4. But we think that the last argument urged by Mr. Jahagirdar is correct and must be accepted, and that is that the evidence does not show that the accused was found lying or loitering in a street, yard or any other place. The evidence only shows that the accused came along with another person in a taxi, got down, from it and was about to pick upi a tin when he was arrested. That shows some quick action on his part rather than loitering. The word ' loiter' has not been defined, but in the Supplement to Stroud's Judicial Dictionary at p. 550 it is stated, in connection with a municipal offence, that to ' loiter ' with a vehicle in the street, contrary to a municipal bye law, connotes something in the nature of stopping to chat with other drivers, gossiping, or idling; merely driving a char-a-banc slowly backwards and forwards to pick up passengers is not 'loitering', especially if there be no obstruction to the traffic.

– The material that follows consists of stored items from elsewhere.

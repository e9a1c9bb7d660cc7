use std::{collections::BTreeSet, fmt};

use itertools::Itertools;

use crate::types::{Signature, cursor::ParseCursor, errors::SignatureError};

use super::{ClassRefTypeSignature, TypeSignature, parse_identifier, unexpected};

/// A formal type parameter of a generic class or method, e.g., `T extends Comparable<T>`.
#[derive(Debug, PartialEq, Eq, PartialOrd, Ord, Hash, Clone)]
pub struct TypeParameter {
    /// The name of the type parameter.
    pub identifier: String,
    /// The class bound, absent when only interface bounds are declared.
    pub class_bound: Option<TypeSignature>,
    /// The interface bounds.
    pub interface_bounds: Vec<TypeSignature>,
}

impl TypeParameter {
    /// Creates a type parameter with `java.lang.Object` as its class bound.
    #[must_use]
    pub fn new(identifier: impl Into<String>) -> Self {
        Self {
            identifier: identifier.into(),
            class_bound: Some(ClassRefTypeSignature::new("java.lang.Object").into()),
            interface_bounds: Vec::new(),
        }
    }

    /// The leftmost bound, which is the erasure of the type parameter.
    #[must_use]
    pub fn first_bound(&self) -> Option<&TypeSignature> {
        self.class_bound
            .as_ref()
            .or_else(|| self.interface_bounds.first())
    }

    /// All the bounds, the class bound first.
    pub fn bounds(&self) -> impl Iterator<Item = &TypeSignature> {
        self.class_bound.iter().chain(&self.interface_bounds)
    }

    /// Parses a type parameter at the cursor.
    ///
    /// # Errors
    /// See [`SignatureError`].
    pub fn parse(cursor: &mut ParseCursor<'_>) -> Result<Self, SignatureError> {
        let identifier = parse_identifier(cursor, "a type parameter name")?.to_owned();
        cursor.expect(':')?;
        let class_bound = match cursor.peek()? {
            'L' | 'T' | '[' => {
                // The class bound may be absent and followed by the next parameter's name.
                let mut lookahead = cursor.clone();
                match TypeSignature::parse_reference(&mut lookahead) {
                    Ok(class_bound) => {
                        *cursor = lookahead;
                        Some(class_bound)
                    }
                    Err(_) => None,
                }
            }
            _ => None,
        };
        let mut interface_bounds = Vec::new();
        while cursor.advance_if(':') {
            interface_bounds.push(TypeSignature::parse_reference(cursor)?);
        }
        Ok(Self {
            identifier,
            class_bound,
            interface_bounds,
        })
    }

    /// Parses an optional list of type parameters enclosed in `<` and `>`.
    pub(crate) fn parse_list(cursor: &mut ParseCursor<'_>) -> Result<Vec<Self>, SignatureError> {
        let mut type_parameters = Vec::new();
        if cursor.advance_if('<') {
            if cursor.peek()? == '>' {
                return Err(unexpected(cursor, "a type parameter"));
            }
            while !cursor.advance_if('>') {
                type_parameters.push(Self::parse(cursor)?);
                cursor.peek()?;
            }
        }
        Ok(type_parameters)
    }
}

/// Writes a list of type parameters in the JVM encoding.
pub(crate) fn fmt_type_parameters(
    type_parameters: &[TypeParameter],
    f: &mut fmt::Formatter<'_>,
) -> fmt::Result {
    if !type_parameters.is_empty() {
        write!(f, "<")?;
        for type_parameter in type_parameters {
            write!(f, "{type_parameter}")?;
        }
        write!(f, ">")?;
    }
    Ok(())
}

/// Writes a list of type parameters in Java source notation.
pub(crate) fn fmt_java_type_parameters(
    type_parameters: &[TypeParameter],
    f: &mut fmt::Formatter<'_>,
) -> fmt::Result {
    if !type_parameters.is_empty() {
        write!(
            f,
            "<{}>",
            type_parameters.iter().map(Signature::java_syntax).join(", ")
        )?;
    }
    Ok(())
}

impl fmt::Display for TypeParameter {
    fn fmt(&self, f: &mut fmt::Formatter<'_>) -> fmt::Result {
        write!(f, "{}:", self.identifier)?;
        if let Some(class_bound) = &self.class_bound {
            write!(f, "{class_bound}")?;
        }
        for interface_bound in &self.interface_bounds {
            write!(f, ":{interface_bound}")?;
        }
        Ok(())
    }
}

impl Signature for TypeParameter {
    fn collect_class_names(&self, names: &mut BTreeSet<String>) {
        for bound in self.bounds() {
            bound.collect_class_names(names);
        }
    }

    fn equals_ignoring_type_params(&self, other: &Self) -> bool {
        let class_bounds_match = match (&self.class_bound, &other.class_bound) {
            (Some(lhs), Some(rhs)) => lhs.equals_ignoring_type_params(rhs),
            (None, None) => true,
            _ => false,
        };
        self.identifier == other.identifier
            && class_bounds_match
            && self.interface_bounds.len() == other.interface_bounds.len()
            && self
                .interface_bounds
                .iter()
                .zip(&other.interface_bounds)
                .all(|(lhs, rhs)| lhs.equals_ignoring_type_params(rhs))
    }

    fn fmt_java(&self, f: &mut fmt::Formatter<'_>) -> fmt::Result {
        write!(f, "{}", self.identifier)?;
        let mut bounds = self.bounds().peekable();
        if bounds.peek().is_some() {
            write!(
                f,
                " extends {}",
                bounds.map(Signature::java_syntax).join(" & ")
            )?;
        }
        Ok(())
    }
}

#[cfg(test)]
mod tests {
    use super::*;
    use crate::types::signatures::TypeVariableSignature;

    #[test]
    fn class_bound_only() {
        let mut cursor = ParseCursor::new("T:Ljava/lang/Object;");
        let type_parameter = TypeParameter::parse(&mut cursor).unwrap();
        assert_eq!(type_parameter, TypeParameter::new("T"));
        assert!(cursor.is_exhausted());
    }

    #[test]
    fn interface_bounds_only() {
        let input = "T::Ljava/lang/Comparable<-TT;>;:Ljava/io/Serializable;";
        let mut cursor = ParseCursor::new(input);
        let type_parameter = TypeParameter::parse(&mut cursor).unwrap();
        assert!(type_parameter.class_bound.is_none());
        assert_eq!(type_parameter.interface_bounds.len(), 2);
        assert_eq!(
            type_parameter.first_bound(),
            type_parameter.interface_bounds.first()
        );
        assert_eq!(type_parameter.to_string(), input);
        assert_eq!(
            type_parameter.java_syntax().to_string(),
            "T extends java.lang.Comparable<? super T> & java.io.Serializable"
        );
        assert_eq!(
            type_parameter
                .referenced_class_names()
                .into_iter()
                .collect::<Vec<_>>(),
            vec!["java.io.Serializable", "java.lang.Comparable"]
        );
    }

    #[test]
    fn type_variable_bound() {
        let mut cursor = ParseCursor::new("U:TT;");
        let type_parameter = TypeParameter::parse(&mut cursor).unwrap();
        assert_eq!(
            type_parameter.first_bound(),
            Some(&TypeSignature::from(TypeVariableSignature::new("T")))
        );
    }

    #[test]
    fn no_bounds() {
        let mut cursor = ParseCursor::new("T:>");
        let type_parameter = TypeParameter::parse(&mut cursor).unwrap();
        assert_eq!(type_parameter.first_bound(), None);
        assert_eq!(type_parameter.java_syntax().to_string(), "T");
        assert_eq!(cursor.remaining(), ">");
    }

    #[test]
    fn absent_class_bound_before_next_parameter() {
        let mut cursor = ParseCursor::new("<K:V::Ljava/lang/Runnable;>");
        let type_parameters = TypeParameter::parse_list(&mut cursor).unwrap();
        assert_eq!(type_parameters.len(), 2);
        assert_eq!(type_parameters[0].first_bound(), None);
        assert_eq!(type_parameters[1].identifier, "V");
        assert!(cursor.is_exhausted());
    }

    #[test]
    fn absent_class_bound_before_parameter_named_like_a_type() {
        for input in ["<K:T:Ljava/lang/Object;>", "<K:Lock::Ljava/lang/Runnable;>"] {
            let mut cursor = ParseCursor::new(input);
            let type_parameters = TypeParameter::parse_list(&mut cursor).unwrap();
            assert_eq!(type_parameters.len(), 2, "{input}");
            assert_eq!(type_parameters[0].first_bound(), None);
            assert!(type_parameters[1].first_bound().is_some());
            assert!(cursor.is_exhausted());
        }
    }

    #[test]
    fn class_bound_is_not_an_interface_bound() {
        let class_bound = TypeParameter::parse(&mut ParseCursor::new("T:Ljava/lang/Runnable;")).unwrap();
        let interface_bound =
            TypeParameter::parse(&mut ParseCursor::new("T::Ljava/lang/Runnable;")).unwrap();
        assert_ne!(class_bound, interface_bound);
        assert!(!class_bound.equals_ignoring_type_params(&interface_bound));
        assert!(!interface_bound.equals_ignoring_type_params(&class_bound));
    }

    #[test]
    fn missing_colon() {
        let mut cursor = ParseCursor::new("TLjava/lang/Object;");
        assert!(matches!(
            TypeParameter::parse(&mut cursor),
            Err(SignatureError::Malformed { .. })
        ));
    }

    #[test]
    fn empty_list() {
        let mut cursor = ParseCursor::new("<>");
        assert!(matches!(
            TypeParameter::parse_list(&mut cursor),
            Err(SignatureError::Malformed { position: 1, .. })
        ));
    }

    #[test]
    fn absent_list() {
        let mut cursor = ParseCursor::new("(I)V");
        assert_eq!(TypeParameter::parse_list(&mut cursor), Ok(Vec::new()));
        assert_eq!(cursor.position(), 0);
    }

    #[test]
    fn bounds_ignoring_type_params() {
        let mut cursor = ParseCursor::new("T:Ljava/util/List<TU;>;");
        let generic = TypeParameter::parse(&mut cursor).unwrap();
        let raw = TypeParameter {
            identifier: "T".to_owned(),
            class_bound: Some(ClassRefTypeSignature::new("java.util.List").into()),
            interface_bounds: Vec::new(),
        };
        assert_ne!(generic, raw);
        assert!(generic.equals_ignoring_type_params(&raw));
    }
}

It is quite clear to us that the word ' loitering ' is used in Section 112 of the City of Bombay Police Act in a sense which implies lingering or hanging about on a road. As I said before, instead of lingering or hanging about, the accused quickly alighted from the taxi and tried to pick up a tin. In no sense, therefore, can the accused be' said to be loitering, and he cannot, therefore, be convicted of the offence under Section 112 (d) of the City of Bombay Police Act.
5. For these reasons we make the rule absolute, set aside the conviction and sentence and direct that the accused be acquitted and discharged. The bail bond is cancelled.